Но парижанин все же напевал сквозь зубы песенку Беранже:
Однажды бог проснулся…
К нему обратился кто-то из малоэнцев:
— Вы из Парижа, сударь?
— Да, сударь.
И выглянул в окно…
— Что там делается?
С землей случилось что-то…
— В Париже, сударь, — кавардак.
— Значит, на суше то же, что и на море.
— Да, дело дрянь с этим туманом.
— Как бы из-за него не случилось несчастья.
— И к чему все эти несчастья? Чего ради бывают несчастья? — разрааился парижанин. — На что нужны несчастья? Взять, например, — пожар в Одеоне142
Сколько семей обездолено! Разве это справедливо? Конечно, сударь, мне неизвестны ваши религиозные воззрения, — но лично я этого не одобряю.

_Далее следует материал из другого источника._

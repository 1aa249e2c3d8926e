//! Process execution utilities
//!
//! Runs the external release tools (compiler, version-control client,
//! registry client) with proper error handling and logging. Every
//! invocation runs in an explicit working directory and is waited to
//! completion before the caller proceeds.

use crate::error::{ReleaseError, Result};
use std::path::Path;
use std::process::{Command, Stdio};
use tracing::{debug, info, instrument};

/// Utility for running external tools
#[derive(Debug)]
pub struct ProcessRunner {
    debug: bool,
}

/// Captured output of a tool invocation
#[derive(Debug)]
pub struct ProcessOutput {
    /// Exit status code
    pub exit_code: Option<i32>,
    /// Standard output
    pub stdout: String,
    /// Standard error
    pub stderr: String,
}

impl ProcessRunner {
    /// Create a new process runner
    #[must_use]
    pub const fn new(debug: bool) -> Self {
        Self { debug }
    }

    /// Run a tool in the given directory, inheriting stdout/stderr so the
    /// tool's own output reaches the operator unmodified
    #[instrument(skip(self, dir))]
    pub fn run(&self, dir: &Path, command: &str, args: &[&str]) -> Result<()> {
        let cmd_str = render_command(command, args);

        if self.debug {
            debug!("Running command in {}: {}", dir.display(), cmd_str);
        } else {
            info!("+ {}", cmd_str);
        }

        let status = Command::new(command)
            .args(args)
            .current_dir(dir)
            .stdout(Stdio::inherit())
            .stderr(Stdio::inherit())
            .status()
            .map_err(|e| {
                ReleaseError::process(
                    cmd_str.clone(),
                    None,
                    String::new(),
                    format!("Failed to execute command: {e}"),
                )
            })?;

        if !status.success() {
            let exit_code = status.code();
            return Err(ReleaseError::process(
                cmd_str,
                exit_code,
                String::new(),
                format!("Command failed with exit code: {exit_code:?}"),
            ));
        }

        debug!("Command completed successfully");
        Ok(())
    }

    /// Run a tool in the given directory and capture its output
    #[instrument(skip(self, dir))]
    pub fn run_captured(&self, dir: &Path, command: &str, args: &[&str]) -> Result<ProcessOutput> {
        let cmd_str = render_command(command, args);
        debug!(
            "Running command with output capture in {}: {}",
            dir.display(),
            cmd_str
        );

        let output = Command::new(command)
            .args(args)
            .current_dir(dir)
            .stdout(Stdio::piped())
            .stderr(Stdio::piped())
            .output()
            .map_err(|e| {
                ReleaseError::process(
                    cmd_str.clone(),
                    None,
                    String::new(),
                    format!("Failed to execute command: {e}"),
                )
            })?;

        let stdout = String::from_utf8_lossy(&output.stdout).to_string();
        let stderr = String::from_utf8_lossy(&output.stderr).to_string();
        let exit_code = output.status.code();

        debug!(
            "Command finished: success={}, exit_code={:?}, stdout_len={}, stderr_len={}",
            output.status.success(),
            exit_code,
            stdout.len(),
            stderr.len()
        );

        if !output.status.success() {
            debug!("Command stderr: {}", stderr);
            return Err(ReleaseError::process(cmd_str, exit_code, stdout, stderr));
        }

        Ok(ProcessOutput {
            exit_code,
            stdout,
            stderr,
        })
    }
}

impl Default for ProcessRunner {
    fn default() -> Self {
        Self::new(false)
    }
}

fn render_command(command: &str, args: &[&str]) -> String {
    if args.is_empty() {
        command.to_string()
    } else {
        format!("{} {}", command, args.join(" "))
    }
}

#[cfg(test)]
mod tests {
    use super::*;
    use std::path::PathBuf;
    use tempfile::TempDir;

    fn cwd() -> PathBuf {
        std::env::current_dir().unwrap()
    }

    #[test]
    fn test_run_simple_command() {
        let runner = ProcessRunner::new(false);
        let result = runner.run(&cwd(), "true", &[]);
        assert!(result.is_ok());
    }

    #[test]
    fn test_run_captured_output() {
        let runner = ProcessRunner::new(false);
        let output = runner
            .run_captured(&cwd(), "echo", &["hello", "world"])
            .unwrap();

        assert_eq!(output.exit_code, Some(0));
        assert_eq!(output.stdout.trim(), "hello world");
        assert!(output.stderr.is_empty());
    }

    #[test]
    fn test_run_respects_working_directory() {
        let temp_dir = TempDir::new().unwrap();
        let runner = ProcessRunner::new(false);

        let output = runner.run_captured(temp_dir.path(), "pwd", &[]).unwrap();
        let reported = std::fs::canonicalize(output.stdout.trim()).unwrap();
        let expected = std::fs::canonicalize(temp_dir.path()).unwrap();
        assert_eq!(reported, expected);
    }

    #[test]
    fn test_run_failing_command() {
        let runner = ProcessRunner::new(false);
        let result = runner.run(&cwd(), "false", &[]);

        match result {
            Err(ReleaseError::Process {
                command, exit_code, ..
            }) => {
                assert_eq!(command, "false");
                assert_eq!(exit_code, Some(1));
            }
            other => panic!("Expected process error, got {other:?}"),
        }
    }

    #[test]
    fn test_run_missing_command() {
        let runner = ProcessRunner::new(false);
        let result = runner.run(&cwd(), "releaser-test-no-such-tool", &[]);

        match result {
            Err(ReleaseError::Process { exit_code, .. }) => assert_eq!(exit_code, None),
            other => panic!("Expected process error, got {other:?}"),
        }
    }

    #[test]
    fn test_render_command() {
        assert_eq!(render_command("git", &["push", "--all"]), "git push --all");
        assert_eq!(render_command("tsc", &[]), "tsc");
    }
}
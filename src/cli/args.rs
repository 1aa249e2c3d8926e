//! Command-line argument parsing and validation

use clap::{Parser, Subcommand};
use std::path::PathBuf;

/// Package Releaser - A reliable tool for building and publishing npm packages
#[derive(Parser, Debug)]
#[command(author, version, about, long_about = None)]
#[command(name = "releaser")]
pub struct Args {
    /// Enable debug output
    #[arg(long, global = true)]
    pub debug: bool,

    /// Project directory containing the package manifest
    #[arg(short = 'C', long = "project-dir", global = true, default_value = ".")]
    pub project_dir: PathBuf,

    /// Subcommand to execute
    #[command(subcommand)]
    pub command: Command,
}

/// Available commands
#[derive(Subcommand, Debug)]
pub enum Command {
    /// Rebuild the output directory from scratch and copy the manifest into it
    Build,

    /// Compile all configured targets without touching existing output
    Compile,

    /// Remove compiled artifacts and the dependency cache from the source tree
    Clean,

    /// Release with a patch version bump
    #[command(name = "publish:patch", visible_alias = "publish")]
    PublishPatch,

    /// Release with a minor version bump
    #[command(name = "publish:minor")]
    PublishMinor,

    /// Release with a major version bump
    #[command(name = "publish:major")]
    PublishMajor,
}

/// Parse command line arguments
pub fn parse_args() -> Args {
    Args::parse()
}

#[cfg(test)]
mod tests {
    use super::*;

    #[test]
    fn test_parse_basic_args() {
        let args = Args::try_parse_from(["releaser", "build"]).unwrap();
        assert!(!args.debug);
        assert_eq!(args.project_dir, PathBuf::from("."));
        assert!(matches!(args.command, Command::Build));
    }

    #[test]
    fn test_parse_debug_flag() {
        let args = Args::try_parse_from(["releaser", "--debug", "clean"]).unwrap();
        assert!(args.debug);
        assert!(matches!(args.command, Command::Clean));
    }

    #[test]
    fn test_parse_project_dir() {
        let args =
            Args::try_parse_from(["releaser", "-C", "/tmp/widget", "compile"]).unwrap();
        assert_eq!(args.project_dir, PathBuf::from("/tmp/widget"));
        assert!(matches!(args.command, Command::Compile));
    }

    #[test]
    fn test_parse_publish_levels() {
        let args = Args::try_parse_from(["releaser", "publish:patch"]).unwrap();
        assert!(matches!(args.command, Command::PublishPatch));

        let args = Args::try_parse_from(["releaser", "publish:minor"]).unwrap();
        assert!(matches!(args.command, Command::PublishMinor));

        let args = Args::try_parse_from(["releaser", "publish:major"]).unwrap();
        assert!(matches!(args.command, Command::PublishMajor));
    }

    #[test]
    fn test_publish_is_an_alias_for_patch() {
        let args = Args::try_parse_from(["releaser", "publish"]).unwrap();
        assert!(matches!(args.command, Command::PublishPatch));
    }

    #[test]
    fn test_global_flags_after_subcommand() {
        let args = Args::try_parse_from(["releaser", "build", "--debug"]).unwrap();
        assert!(args.debug);
    }
}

— Я тоже, — сказал малоэнец.
— Все, что происходит на нашей планете, сплошная неразбериха, — продолжал парижанин. — Я подозреваю, что господь бог ни на что не обращает внимания.

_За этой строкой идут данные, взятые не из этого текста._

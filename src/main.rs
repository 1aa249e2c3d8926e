#![allow(clippy::cargo_common_metadata)]
use anyhow::Result;
use package_releaser::{cli, config::Config, setup_logging};

fn main() -> Result<()> {
    // Parse command line arguments
    let args = cli::parse_args();

    // Setup logging based on debug flag
    setup_logging(args.debug)?;

    // Initialize configuration
    let config = Config::from_args(&args)?;

    // Execute the appropriate command
    cli::execute_command(&config, &args.command)
}
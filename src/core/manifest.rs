//! Package manifest handling
//!
//! Reads the package metadata file (name, version) that gets copied into
//! the build output and mutated by the registry client's version command.

use crate::error::{ReleaseError, Result};
use semver::Version;
use serde::Deserialize;
use std::fmt;
use std::path::Path;
use tracing::{debug, instrument};

/// Information extracted from a package manifest file
#[derive(Debug, Clone, PartialEq, Eq)]
pub struct Manifest {
    /// Package name
    pub name: String,
    /// Package version
    pub version: Version,
}

#[derive(Debug, Deserialize)]
struct RawManifest {
    name: String,
    version: String,
}

impl Manifest {
    /// Load and validate a manifest file
    #[instrument]
    pub fn load<P: AsRef<Path> + fmt::Debug>(path: P) -> Result<Self> {
        let path = path.as_ref();
        debug!("Reading manifest: {}", path.display());

        let content = std::fs::read_to_string(path)
            .map_err(|e| ReleaseError::file_system("read", path.to_path_buf(), e))?;

        let raw: RawManifest = serde_json::from_str(&content).map_err(|e| {
            ReleaseError::manifest_with_source("Failed to parse manifest JSON", path, e)
        })?;

        if raw.name.is_empty() {
            return Err(ReleaseError::manifest("Package name is empty", path));
        }

        let version = Version::parse(&raw.version).map_err(|e| {
            ReleaseError::manifest_with_source(
                format!("Invalid package version '{}'", raw.version),
                path,
                e,
            )
        })?;

        debug!("Parsed manifest: {}@{}", raw.name, version);
        Ok(Self {
            name: raw.name,
            version,
        })
    }
}

impl fmt::Display for Manifest {
    fn fmt(&self, f: &mut fmt::Formatter<'_>) -> fmt::Result {
        write!(f, "{}@{}", self.name, self.version)
    }
}

/// Semantic-version segment incremented on publish
#[derive(Debug, Clone, Copy, PartialEq, Eq)]
pub enum Level {
    /// x.y.Z
    Patch,
    /// x.Y.0
    Minor,
    /// X.0.0
    Major,
}

impl Level {
    /// The argument the registry client's version command expects
    #[must_use]
    pub const fn as_str(self) -> &'static str {
        match self {
            Self::Patch => "patch",
            Self::Minor => "minor",
            Self::Major => "major",
        }
    }

    /// Compute the version this bump level yields
    #[must_use]
    pub fn apply(self, version: &Version) -> Version {
        match self {
            Self::Patch => Version::new(version.major, version.minor, version.patch + 1),
            Self::Minor => Version::new(version.major, version.minor + 1, 0),
            Self::Major => Version::new(version.major + 1, 0, 0),
        }
    }
}

impl fmt::Display for Level {
    fn fmt(&self, f: &mut fmt::Formatter<'_>) -> fmt::Result {
        f.write_str(self.as_str())
    }
}
//! Command-line interface module
//!
//! Provides argument parsing and command execution.

pub mod args;
pub mod commands;

pub use args::{parse_args, Args, Command};
pub use commands::execute_command;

Малоэнец почесал затылок, точно стараясь понять.
Парижанин не умолкал:
— Господь бог в отлучке. Нужно бы издать декрет, обязывающий его сидеть на своем месте. Он прохлаждается на даче, и ему не до нас. Вот все и пошло вкривь и вкось. Ясно, милейший, что богу надоело управлять людьми, он отдыхает, а его наместник, ангелок из семинаристов, дурачок с воробьиными крылышками, вершит всеми делами.

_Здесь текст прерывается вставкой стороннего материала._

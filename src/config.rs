//! Configuration management for the package releaser
//!
//! Centralizes path, build-target, and tool settings and provides validation.
//! Everything is computed once at startup and passed into the release tasks
//! explicitly; there is no module-level shared state.

use crate::{cli::Args, error::ReleaseError};
use serde::{Deserialize, Serialize};
use std::path::PathBuf;

/// Main configuration structure
#[derive(Debug, Clone, Serialize, Deserialize)]
pub struct Config {
    /// Enable debug logging
    pub debug: bool,
    /// Project root containing the manifest and build-configuration files
    pub project_dir: PathBuf,
    /// Path layout relative to the project root
    pub paths: PathsConfig,
    /// Compile targets, one per module format
    pub targets: Vec<TargetConfig>,
    /// External tool commands
    pub tools: ToolsConfig,
    /// Version-control settings
    pub vcs: VcsConfig,
}

/// Path layout, resolved against the project root
#[derive(Debug, Clone, Serialize, Deserialize)]
pub struct PathsConfig {
    /// Source directory
    pub input_dir: PathBuf,
    /// Build output directory
    pub output_dir: PathBuf,
    /// Package manifest file name
    pub manifest: PathBuf,
}

/// One compile target: a build-configuration file plus a dedicated
/// output sub-directory
#[derive(Debug, Clone, Serialize, Deserialize)]
pub struct TargetConfig {
    /// Target name used in logs ("esm", "cjs")
    pub name: String,
    /// Compiler configuration file, relative to the project root
    pub build_config: PathBuf,
    /// Sub-directory of the output directory this target compiles into
    pub output_subdir: PathBuf,
}

/// Commands for the external collaborators
#[derive(Debug, Clone, Serialize, Deserialize)]
pub struct ToolsConfig {
    /// Source compiler command
    pub compiler: String,
    /// Version-control client command
    pub vcs: String,
    /// Package-registry client command
    pub registry: String,
}

/// Version-control behavior
#[derive(Debug, Clone, Serialize, Deserialize)]
pub struct VcsConfig {
    /// Message used for the release commit
    pub commit_message: String,
    /// Remote that receives the push
    pub remote: String,
}

impl Default for Config {
    fn default() -> Self {
        Self {
            debug: false,
            project_dir: PathBuf::from("."),
            paths: PathsConfig::default(),
            targets: TargetConfig::default_targets(),
            tools: ToolsConfig::default(),
            vcs: VcsConfig::default(),
        }
    }
}

impl Default for PathsConfig {
    fn default() -> Self {
        Self {
            input_dir: PathBuf::from("src"),
            output_dir: PathBuf::from("dist"),
            manifest: PathBuf::from("package.json"),
        }
    }
}

impl TargetConfig {
    /// The standard dual-format target pair
    pub fn default_targets() -> Vec<Self> {
        vec![
            Self {
                name: "esm".to_string(),
                build_config: PathBuf::from("tsconfig.esm.json"),
                output_subdir: PathBuf::from("esm"),
            },
            Self {
                name: "cjs".to_string(),
                build_config: PathBuf::from("tsconfig.cjs.json"),
                output_subdir: PathBuf::from("cjs"),
            },
        ]
    }
}

impl Default for ToolsConfig {
    fn default() -> Self {
        Self {
            compiler: "tsc".to_string(),
            vcs: "git".to_string(),
            registry: "npm".to_string(),
        }
    }
}

impl Default for VcsConfig {
    fn default() -> Self {
        Self {
            commit_message: "auto commit".to_string(),
            remote: "origin".to_string(),
        }
    }
}

impl Config {
    /// Create configuration from command line arguments
    pub fn from_args(args: &Args) -> Result<Self, ReleaseError> {
        let project_dir = std::fs::canonicalize(&args.project_dir).map_err(|e| {
            ReleaseError::config(format!(
                "Project directory not found: {} ({e})",
                args.project_dir.display()
            ))
        })?;

        let config = Self {
            debug: args.debug,
            project_dir,
            ..Self::default()
        };

        config.validate()?;
        Ok(config)
    }

    /// Validate configuration
    pub fn validate(&self) -> Result<(), ReleaseError> {
        if !self.manifest_path().is_file() {
            return Err(ReleaseError::validation(format!(
                "Manifest file not found: {}",
                self.manifest_path().display()
            )));
        }

        if self.targets.is_empty() {
            return Err(ReleaseError::validation(
                "At least one compile target must be configured",
            ));
        }

        for target in &self.targets {
            let build_config = self.target_build_config(target);
            if !build_config.is_file() {
                return Err(ReleaseError::validation(format!(
                    "Build configuration for target '{}' not found: {}",
                    target.name,
                    build_config.display()
                )));
            }
        }

        for (i, target) in self.targets.iter().enumerate() {
            for other in &self.targets[i + 1..] {
                if target.output_subdir == other.output_subdir {
                    return Err(ReleaseError::validation(format!(
                        "Targets '{}' and '{}' share the output sub-directory {}",
                        target.name,
                        other.name,
                        target.output_subdir.display()
                    )));
                }
            }
        }

        Ok(())
    }

    /// Source directory, resolved against the project root
    pub fn input_dir(&self) -> PathBuf {
        self.project_dir.join(&self.paths.input_dir)
    }

    /// Output directory, resolved against the project root
    pub fn output_dir(&self) -> PathBuf {
        self.project_dir.join(&self.paths.output_dir)
    }

    /// Manifest file path, resolved against the project root
    pub fn manifest_path(&self) -> PathBuf {
        self.project_dir.join(&self.paths.manifest)
    }

    /// Build-configuration file for a target, resolved against the project root
    pub fn target_build_config(&self, target: &TargetConfig) -> PathBuf {
        self.project_dir.join(&target.build_config)
    }

    /// Output directory for a target, resolved against the output root
    pub fn target_output_dir(&self, target: &TargetConfig) -> PathBuf {
        self.output_dir().join(&target.output_subdir)
    }
}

В слове «воробьиными» он проглотил две гласные, на манер мальчишки из предместья.
Капитан Клюбен, подойдя к собеседникам, положил руку на плечо парижанина и промолвил:
— Довольно! Осторожней, сударь, в выражениях. Ведь мы на море.
Больше никто не сказал ни слова.
Минут через пять гернсеец, который все это слышал, шепнул на ухо малоэнцу:
— Капитан у нас верующий.
Дождя не было, но все вымокли. Отдать себе отчет в том, куда держит путь корабль, можно было лишь по возраставшему чувству тревоги. Казалось, всех охватило уныние. Туман порождает тишину на океане; он усыпляет волны, душит ветер. Что-то жалобное и беспокойное было в хриплом дыхании Дюранды среди этой тишины.
Ни одного корабля больше не попадалось навстречу. Если вдали, где-то у Гернсея или Сен-Мало, и шли суда, не застигнутые туманом, то для них Дюранда, поглощенная мглою, была невидимкой, а дым, стелившийся за нею и словно идущий ниоткуда, вероятно, казался им черной кометой на белом небе.
Вдруг Клюбен закричал:
— Мерзавец! Куда ты повернул? Ты что? Погубить нас хочешь? На каторге тебе место! Прочь отсюда, пьяница!
И схватил румпель.
Посрамленный рулевой спрятался на носу парохода.
— Теперь мы спасены! — воскликнул гернсеец. — Пошли на той же скорости.
Часам к трем нижние пласты тумана стали подниматься, и море приоткрылось.
— Не по душе мне это, — заявил гернсеец.
И в самом деле, только солнце или ветер могли разогнать туман. Если солнце — хорошо; если ветер — плохо. Но для солнца было слишком поздно. В феврале солнце к трем часам уже теряет силу. А ветер на переломе дня ничего хорошего не сулит. Часто он — сигнал к урагану.
Впрочем, если ветер и был, то его почти не чувствовалось.
Клюбен управлял судном, не спуская глаз с компаса, держа руку на румпеле, и пассажиры слышали, как он цедил сквозь зубы:
— Нельзя терять времени. Мы здорово запаздываем изза этого пьяницы.
Его лицо, впрочем, ничего не выражало.
Море уже не было так спокойно под пеленой тумана.